The Bankers and the Producers

Over at Vox-Eu, Thorvaldur Gylafson compares banking scandals with plot of Mel Brooks' The Producers. Like modern day Biayalstock and Blooms the bankers make bad loans and hope to loot the bank before anybody notices how much they have earned:
Not all the CEOs running the fraudulent savings and loans (S&Ls) in California and Texas in the 1980s and 1990s saw The Producers, but all of them could have played Max’s role convincingly. They shared Mr. Brooks’ insight into why the massive frauds use accounting as their “weapon of choice”, structure their efforts to fail, and recruit an accountant as their most valuable fraud ally. The fraudulent CEOs and their accounting allies were the real-life Bialystocks and Blooms. They bankrupted the S&Ls, enriching themselves and their friends along the way, at the expense of stockholders, creditors, and taxpayers.
This explanation is then applied to the recent financial crisis.
During the ongoing subprime mortgage loan crisis, the rating agencies and the top tier audit firms played the real life role equivalent to the critic that Max pretended to try to bribe to make sure that Springtime for Hitler received a terrible review. Unlike the critics, who Max realised he could not succeed in bribing, the rating agencies and the top tier audit firms gave rave reviews to toxic subprime mortgage paper. The rating agencies claimed the toxic waste was pristine “AAA” – the safest of the safe. The elites that we count on to advise us on quality in the real world are more corruptible than the elites in the fictional world that Max and Leo inhabited.
One important element of this crisis was that the big banks kept too much toxic debt on their own books. This is why the banks had such big losses. They did not just sell off the worst debt. They kept it too.
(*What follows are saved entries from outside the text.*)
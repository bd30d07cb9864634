#[cfg(test)]
mod engine_test;

pub(crate) mod datagram;
mod packet;

pub use datagram::DatagramEngine;

use crate::address::SocketAddress;
use crate::error::Result;

use bytes::Bytes;
use std::os::unix::io::RawFd;
use std::time::{Duration, Instant};

/// Engine association identifier. Non-zero while the association is live.
pub type AssocId = u32;
/// Engine instance identifier, one per bound endpoint.
pub type InstanceId = u32;

/// Lifetime value meaning "never expire" for a user message.
pub const SCTP_INFINITE_LIFETIME: u32 = u32::MAX;

/// Association state as reported by the engine.
#[derive(Debug, Copy, Clone, PartialEq, Eq)]
pub enum AssocState {
    Closed,
    CookieWait,
    CookieEchoed,
    Established,
    ShutdownPending,
    ShutdownSent,
    ShutdownReceived,
    ShutdownAckSent,
}

impl std::fmt::Display for AssocState {
    fn fmt(&self, f: &mut std::fmt::Formatter<'_>) -> std::fmt::Result {
        let s = match *self {
            AssocState::Closed => "Closed",
            AssocState::CookieWait => "CookieWait",
            AssocState::CookieEchoed => "CookieEchoed",
            AssocState::Established => "Established",
            AssocState::ShutdownPending => "ShutdownPending",
            AssocState::ShutdownSent => "ShutdownSent",
            AssocState::ShutdownReceived => "ShutdownReceived",
            AssocState::ShutdownAckSent => "ShutdownAckSent",
        };
        write!(f, "{s}")
    }
}

#[derive(Debug, Copy, Clone, PartialEq, Eq)]
pub enum PathState {
    Reachable,
    Unreachable,
}

/// Per-instance defaults applied to new associations.
#[derive(Debug, Clone, PartialEq, Eq)]
pub struct InstanceParameters {
    pub rto_initial: u32,
    pub rto_min: u32,
    pub rto_max: u32,
    pub max_init_retransmits: u16,
    pub assoc_max_retransmits: u16,
    pub valid_cookie_life: u32,
    pub in_streams: u16,
    pub out_streams: u16,
}

impl Default for InstanceParameters {
    fn default() -> Self {
        InstanceParameters {
            rto_initial: 3000,
            rto_min: 1000,
            rto_max: 60000,
            max_init_retransmits: 8,
            assoc_max_retransmits: 10,
            valid_cookie_life: 60000,
            in_streams: 1,
            out_streams: 1,
        }
    }
}

/// Association status snapshot. `primary_destination_address` is the legacy
/// printed form (address only, no port), which the socket layer uses for
/// destination matching.
#[derive(Debug, Clone, PartialEq, Eq)]
pub struct AssociationStatus {
    pub state: AssocState,
    pub number_of_destination_paths: u16,
    pub primary_destination_address: String,
    pub primary_address_index: u16,
    pub dest_port: u16,
    pub in_streams: u16,
    pub out_streams: u16,
    pub current_receiver_window: u32,
    pub outstanding_bytes: u32,
    pub rto_initial: u32,
    pub rto_min: u32,
    pub rto_max: u32,
    pub assoc_max_retransmits: u16,
}

/// Per-path status snapshot.
#[derive(Debug, Clone, PartialEq, Eq)]
pub struct PathStatus {
    pub destination_address: String,
    pub state: PathState,
    pub heartbeat_enabled: bool,
    pub heartbeat_interval: u32,
    pub rto: u32,
    pub path_mtu: u32,
}

/// Library-wide parameters.
#[derive(Debug, Clone, PartialEq, Eq)]
pub struct LibraryParameters {
    pub send_ootb_aborts: bool,
    pub checksum_crc32: bool,
}

impl Default for LibraryParameters {
    fn default() -> Self {
        LibraryParameters {
            send_ootb_aborts: false,
            checksum_crc32: true,
        }
    }
}

/// Why an association was lost.
#[derive(Debug, Copy, Clone, PartialEq, Eq)]
pub enum LossReason {
    PeerAbort,
    InitFailed,
    Unreachable,
}

/// One consumed chunk of user data.
#[derive(Debug, Clone)]
pub struct ReceivedChunk {
    pub data: Bytes,
    pub ssn: u16,
    pub tsn: u32,
}

/// Outcome of a send attempt that did not fail outright.
#[derive(Debug, Copy, Clone, PartialEq, Eq)]
pub enum SendResult {
    Sent,
    QueueExceeded,
}

/// Events the engine produces. The SocketMaster's event-loop thread drains
/// them under the global lock and dispatches one handler per event, which is
/// where every notification towards the application originates.
#[derive(Debug, Clone)]
pub enum Event {
    DataArrive {
        assoc_id: AssocId,
        stream: u16,
        length: u32,
        ppid: u32,
        unordered: bool,
    },
    SendFailure {
        assoc_id: AssocId,
        data: Bytes,
        context: u32,
    },
    NetworkStatusChange {
        assoc_id: AssocId,
        path_id: u16,
        state: PathState,
    },
    CommunicationUp {
        assoc_id: AssocId,
        destinations: u16,
        in_streams: u16,
        out_streams: u16,
    },
    CommunicationLost {
        assoc_id: AssocId,
        reason: LossReason,
    },
    CommunicationError {
        assoc_id: AssocId,
        error: u32,
    },
    Restart {
        assoc_id: AssocId,
    },
    ShutdownReceived {
        assoc_id: AssocId,
    },
    ShutdownComplete {
        assoc_id: AssocId,
    },
    QueueStatusChange {
        assoc_id: AssocId,
        queue_length: u32,
    },
    UserSocket {
        fd: RawFd,
        revents: i16,
    },
}

/// Readiness report handed from the waiter to `Engine::drive`.
#[derive(Debug, Copy, Clone)]
pub struct Readiness {
    pub token: u64,
    pub readable: bool,
    pub writable: bool,
    pub error: bool,
}

/// Blocks for engine IO outside the global lock. Exactly one waiter exists,
/// owned by the SocketMaster's event-loop thread.
pub trait EngineWaiter: Send {
    /// Waits until IO is ready or `timeout` expires. An empty result means
    /// timeout (or spurious wake-up); both are fine to hand to `drive`.
    fn wait(&mut self, timeout: Option<Duration>) -> Vec<Readiness>;
}

/// The lower-level SCTP protocol engine. All methods are called under the
/// SocketMaster's global lock; none of them block.
pub trait Engine: Send {
    // ====== Instance management =========================================
    fn register_instance(
        &mut self,
        local_port: u16,
        in_streams: u16,
        out_streams: u16,
        local_addresses: &[SocketAddress],
    ) -> Result<InstanceId>;
    fn unregister_instance(&mut self, instance: InstanceId) -> Result<()>;
    fn local_addresses(&self, instance: InstanceId) -> Result<Vec<SocketAddress>>;
    fn add_local_address(&mut self, instance: InstanceId, address: &SocketAddress) -> Result<()>;
    fn remove_local_address(
        &mut self,
        instance: InstanceId,
        address: &SocketAddress,
    ) -> Result<()>;
    fn instance_parameters(&self, instance: InstanceId) -> Result<InstanceParameters>;
    fn set_instance_parameters(
        &mut self,
        instance: InstanceId,
        parameters: &InstanceParameters,
    ) -> Result<()>;

    // ====== Association management ======================================
    fn associate(
        &mut self,
        instance: InstanceId,
        out_streams: u16,
        destinations: &[SocketAddress],
        dest_port: u16,
    ) -> Result<AssocId>;
    fn shutdown(&mut self, assoc: AssocId);
    fn abort(&mut self, assoc: AssocId);
    fn delete_association(&mut self, assoc: AssocId) -> Result<()>;
    /// Instance the association belongs to; the reverse index every engine
    /// callback resolution starts from.
    fn instance_of(&self, assoc: AssocId) -> Option<InstanceId>;
    fn association_status(&self, assoc: AssocId) -> Result<AssociationStatus>;
    fn set_association_status(&mut self, assoc: AssocId, status: &AssociationStatus)
        -> Result<()>;
    fn remote_addresses(&self, assoc: AssocId) -> Result<Vec<SocketAddress>>;

    // ====== Paths =======================================================
    fn path_status(&self, assoc: AssocId, path_index: u16) -> Result<PathStatus>;
    fn primary_path(&self, assoc: AssocId) -> Result<u16>;
    fn set_primary(&mut self, assoc: AssocId, path_index: u16) -> Result<()>;
    fn set_peer_primary(&mut self, assoc: AssocId, address: &SocketAddress) -> Result<()>;
    fn change_heartbeat(
        &mut self,
        assoc: AssocId,
        path_index: u16,
        enabled: bool,
        interval: u32,
    ) -> Result<()>;
    fn request_heartbeat(&mut self, assoc: AssocId, path_index: u16) -> Result<()>;

    // ====== Data ========================================================
    #[allow(clippy::too_many_arguments)]
    fn send(
        &mut self,
        assoc: AssocId,
        stream: u16,
        data: &[u8],
        ppid: u32,
        time_to_live: u32,
        unordered: bool,
        bundle_disabled: bool,
    ) -> Result<SendResult>;
    /// Consumes (or peeks) up to `max_len` bytes of the front message queued
    /// on `(assoc, stream)`. A bounded read leaves the tail in place.
    fn receive(
        &mut self,
        assoc: AssocId,
        stream: u16,
        max_len: usize,
        peek: bool,
    ) -> Result<ReceivedChunk>;

    // ====== Tuning ======================================================
    fn send_buffer_size(&self, assoc: AssocId) -> Result<usize>;
    fn set_send_buffer_size(&mut self, assoc: AssocId, size: usize) -> Result<()>;
    fn receive_buffer_size(&self, assoc: AssocId) -> Result<usize>;
    fn set_receive_buffer_size(&mut self, assoc: AssocId, size: usize) -> Result<()>;
    fn traffic_class(&self, assoc: AssocId, stream: i32) -> Result<u8>;
    fn set_traffic_class(&mut self, assoc: AssocId, stream: i32, tc: u8) -> Result<()>;
    fn library_parameters(&self) -> LibraryParameters;
    fn set_library_parameters(&mut self, parameters: &LibraryParameters) -> Result<()>;

    // ====== User sockets (select/poll composition) ======================
    /// Registers an external OS descriptor; `drive` reports it once via
    /// `Event::UserSocket` and drops the registration (one-shot).
    fn register_user_fd(&mut self, fd: RawFd, events: i16) -> Result<()>;
    fn unregister_user_fd(&mut self, fd: RawFd) -> Result<()>;

    // ====== Event loop ==================================================
    /// Hands out the blocking waiter. Called once, by the event-loop thread.
    fn attach_waiter(&mut self) -> Result<Box<dyn EngineWaiter>>;
    /// Earliest timer deadline, bounding the waiter's timeout.
    fn next_deadline(&self) -> Option<Instant>;
    /// Processes ready IO and expired timers, appending produced events.
    fn drive(&mut self, ready: &[Readiness], out: &mut Vec<Event>);
}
How does this fit with the Biayalstock and Bloom theory? Holding all that toxic waste on the books is kind of like producing a really bad play. But is it credible that Richard Fuld and James Cayne wanted Lehman and Bear Stearns to fail? Did Stanley O'Neal believe he as dooming Merrill Lynch while he earned his big bonuses? This seems unlikely. The CEO's of these companies were more like the old ladies seduced by Max than they were like Max. They did get rich while the play looked like it was a hit, but they were highly compensated because people actually thought they produced hits.

The problem in this crisis was that risks were underpriced. Executives got overly compensated for taking risks because investors believed that markets were inefficient and these guys were brilliant.